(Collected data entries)
---+---
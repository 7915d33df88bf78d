// Domain entities held by the entity store

pub mod permission;
pub mod role;
pub mod role_permission;
pub mod user;

pub use permission::{Action, NewPermission, Permission, PermissionPatch, RiskLevel, CRUD_ACTIONS};
pub use role::{is_valid_role_key, NewRole, Role, RolePatch};
pub use role_permission::RolePermission;
pub use user::{NewUser, User, UserPatch, UserStatus};
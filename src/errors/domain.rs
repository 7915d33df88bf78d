use std::fmt;

use thiserror::Error;

/// Error type for all entity store, integrity, and audit operations
///
/// This is the single error surface of the RBAC core. Every mutating
/// operation is all-or-nothing: when any variant below is returned, the
/// entity store and the audit trail are exactly as they were before the call.
#[derive(Error, Debug)]
pub enum DomainError {
    /// Malformed input or a missing/invalid required field
    #[error("Validation failed: {message}")]
    Validation { message: String },

    /// A referenced entity id does not exist
    #[error("{entity} not found: {id}")]
    NotFound { entity: &'static str, id: String },

    /// A uniqueness constraint was violated
    #[error("Duplicate {entity}: {field} '{value}' already exists")]
    Duplicate {
        entity: &'static str,
        field: &'static str,
        value: String,
    },

    /// A referential-integrity rule was violated
    ///
    /// Carries the violated rule and the offending entity id(s) so callers
    /// can report exactly which references block the operation.
    #[error("Integrity violation ({rule}): {message}")]
    Integrity {
        rule: IntegrityRule,
        message: String,
        entity_ids: Vec<String>,
    },

    /// A protected field on a system entity cannot be changed
    #[error("Field '{field}' on {entity} '{id}' is immutable")]
    ImmutableField {
        entity: &'static str,
        field: &'static str,
        id: String,
    },

    /// The persistence adapter failed to load or flush a collection
    #[error("Persistence error: {operation} '{collection}' failed: {message}")]
    Persistence {
        operation: &'static str,
        collection: String,
        message: String,
    },
}

impl DomainError {
    /// Create a validation error with a message
    pub fn validation(message: impl Into<String>) -> Self {
        Self::Validation {
            message: message.into(),
        }
    }

    /// Create a not-found error for an entity kind and id
    pub fn not_found(entity: &'static str, id: impl Into<String>) -> Self {
        Self::NotFound {
            entity,
            id: id.into(),
        }
    }

    /// Create a duplicate error for a unique field
    pub fn duplicate(entity: &'static str, field: &'static str, value: impl Into<String>) -> Self {
        Self::Duplicate {
            entity,
            field,
            value: value.into(),
        }
    }

    /// Create an integrity error with the violated rule and offending ids
    pub fn integrity(
        rule: IntegrityRule,
        message: impl Into<String>,
        entity_ids: Vec<String>,
    ) -> Self {
        Self::Integrity {
            rule,
            message: message.into(),
            entity_ids,
        }
    }

    /// Create an immutable-field error
    pub fn immutable_field(
        entity: &'static str,
        field: &'static str,
        id: impl Into<String>,
    ) -> Self {
        Self::ImmutableField {
            entity,
            field,
            id: id.into(),
        }
    }

    /// Create a persistence error with operation context
    pub fn persistence(
        operation: &'static str,
        collection: impl Into<String>,
        message: impl Into<String>,
    ) -> Self {
        Self::Persistence {
            operation,
            collection: collection.into(),
            message: message.into(),
        }
    }
}

/// Referential-integrity rules enforced before every commit
///
/// Each rule corresponds to one invariant that must hold over the committed
/// collections at all times.
#[derive(Debug, Clone, Copy, PartialEq, Eq)]
pub enum IntegrityRule {
    /// Every User.role_id resolves to an existing Role
    UserRoleExists,
    /// Every RolePermission.role_id resolves to an existing Role
    AssignmentRoleExists,
    /// Every RolePermission.permission_id resolves to an existing Permission
    AssignmentPermissionExists,
    /// No duplicate (role_id, permission_id) pair
    UniqueAssignment,
    /// A Role cannot be deleted while at least one User references it
    RoleInUse,
    /// A Permission cannot be deleted while at least one RolePermission references it
    PermissionAssigned,
    /// System roles cannot be deleted and their protected fields are immutable
    SystemRoleProtected,
}

impl IntegrityRule {
    pub fn as_str(&self) -> &'static str {
        match self {
            Self::UserRoleExists => "user_role_exists",
            Self::AssignmentRoleExists => "assignment_role_exists",
            Self::AssignmentPermissionExists => "assignment_permission_exists",
            Self::UniqueAssignment => "unique_assignment",
            Self::RoleInUse => "role_in_use",
            Self::PermissionAssigned => "permission_assigned",
            Self::SystemRoleProtected => "system_role_protected",
        }
    }
}

impl fmt::Display for IntegrityRule {
    fn fmt(&self, f: &mut fmt::Formatter<'_>) -> fmt::Result {
        write!(f, "{}", self.as_str())
    }
}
---+---
=== Work to be completed ===
Could you copy out the data in full, exactly as it is written?

=== Expected answer ===
repository 7915d33df88bf78d
// Domain entities held by the entity store

pub mod permission;
pub mod role;
pub mod role_permission;
pub mod user;

pub use permission::{Action, NewPermission, Permission, PermissionPatch, RiskLevel, CRUD_ACTIONS};
pub use role::{is_valid_role_key, NewRole, Role, RolePatch};
pub use role_permission::RolePermission;
pub use user::{NewUser, User, UserPatch, UserStatus};
filename src/errors/domain.rs
repository 7915d33df88bf78d
use std::fmt;

use thiserror::Error;

/// Error type for all entity store, integrity, and audit operations
///
/// This is the single error surface of the RBAC core. Every mutating
/// operation is all-or-nothing: when any variant below is returned, the
/// entity store and the audit trail are exactly as they were before the call.
#[derive(Error, Debug)]
pub enum DomainError {
    /// Malformed input or a missing/invalid required field
    #[error("Validation failed: {message}")]
    Validation { message: String },

    /// A referenced entity id does not exist
    #[error("{entity} not found: {id}")]
    NotFound { entity: &'static str, id: String },

    /// A uniqueness constraint was violated
    #[error("Duplicate {entity}: {field} '{value}' already exists")]
    Duplicate {
        entity: &'static str,
        field: &'static str,
        value: String,
    },

    /// A referential-integrity rule was violated
    ///
    /// Carries the violated rule and the offending entity id(s) so callers
    /// can report exactly which references block the operation.
    #[error("Integrity violation ({rule}): {message}")]
    Integrity {
        rule: IntegrityRule,
        message: String,
        entity_ids: Vec<String>,
    },

    /// A protected field on a system entity cannot be changed
    #[error("Field '{field}' on {entity} '{id}' is immutable")]
    ImmutableField {
        entity: &'static str,
        field: &'static str,
        id: String,
    },

    /// The persistence adapter failed to load or flush a collection
    #[error("Persistence error: {operation} '{collection}' failed: {message}")]
    Persistence {
        operation: &'static str,
        collection: String,
        message: String,
    },
}

impl DomainError {
    /// Create a validation error with a message
    pub fn validation(message: impl Into<String>) -> Self {
        Self::Validation {
            message: message.into(),
        }
    }

    /// Create a not-found error for an entity kind and id
    pub fn not_found(entity: &'static str, id: impl Into<String>) -> Self {
        Self::NotFound {
            entity,
            id: id.into(),
        }
    }

    /// Create a duplicate error for a unique field
    pub fn duplicate(entity: &'static str, field: &'static str, value: impl Into<String>) -> Self {
        Self::Duplicate {
            entity,
            field,
            value: value.into(),
        }
    }

    /// Create an integrity error with the violated rule and offending ids
    pub fn integrity(
        rule: IntegrityRule,
        message: impl Into<String>,
        entity_ids: Vec<String>,
    ) -> Self {
        Self::Integrity {
            rule,
            message: message.into(),
            entity_ids,
        }
    }

    /// Create an immutable-field error
    pub fn immutable_field(
        entity: &'static str,
        field: &'static str,
        id: impl Into<String>,
    ) -> Self {
        Self::ImmutableField {
            entity,
            field,
            id: id.into(),
        }
    }

    /// Create a persistence error with operation context
    pub fn persistence(
        operation: &'static str,
        collection: impl Into<String>,
        message: impl Into<String>,
    ) -> Self {
        Self::Persistence {
            operation,
            collection: collection.into(),
            message: message.into(),
        }
    }
}

/// Referential-integrity rules enforced before every commit
///
/// Each rule corresponds to one invariant that must hold over the committed
/// collections at all times.
#[derive(Debug, Clone, Copy, PartialEq, Eq)]
pub enum IntegrityRule {
    /// Every User.role_id resolves to an existing Role
    UserRoleExists,
    /// Every RolePermission.role_id resolves to an existing Role
    AssignmentRoleExists,
    /// Every RolePermission.permission_id resolves to an existing Permission
    AssignmentPermissionExists,
    /// No duplicate (role_id, permission_id) pair
    UniqueAssignment,
    /// A Role cannot be deleted while at least one User references it
    RoleInUse,
    /// A Permission cannot be deleted while at least one RolePermission references it
    PermissionAssigned,
    /// System roles cannot be deleted and their protected fields are immutable
    SystemRoleProtected,
}

impl IntegrityRule {
    pub fn as_str(&self) -> &'static str {
        match self {
            Self::UserRoleExists => "user_role_exists",
            Self::AssignmentRoleExists => "assignment_role_exists",
            Self::AssignmentPermissionExists => "assignment_permission_exists",
            Self::UniqueAssignment => "unique_assignment",
            Self::RoleInUse => "role_in_use",
            Self::PermissionAssigned => "permission_assigned",
            Self::SystemRoleProtected => "system_role_protected",
        }
    }
}

impl fmt::Display for IntegrityRule {
    fn fmt(&self, f: &mut fmt::Formatter<'_>) -> fmt::Result {
        write!(f, "{}", self.as_str())
    }
}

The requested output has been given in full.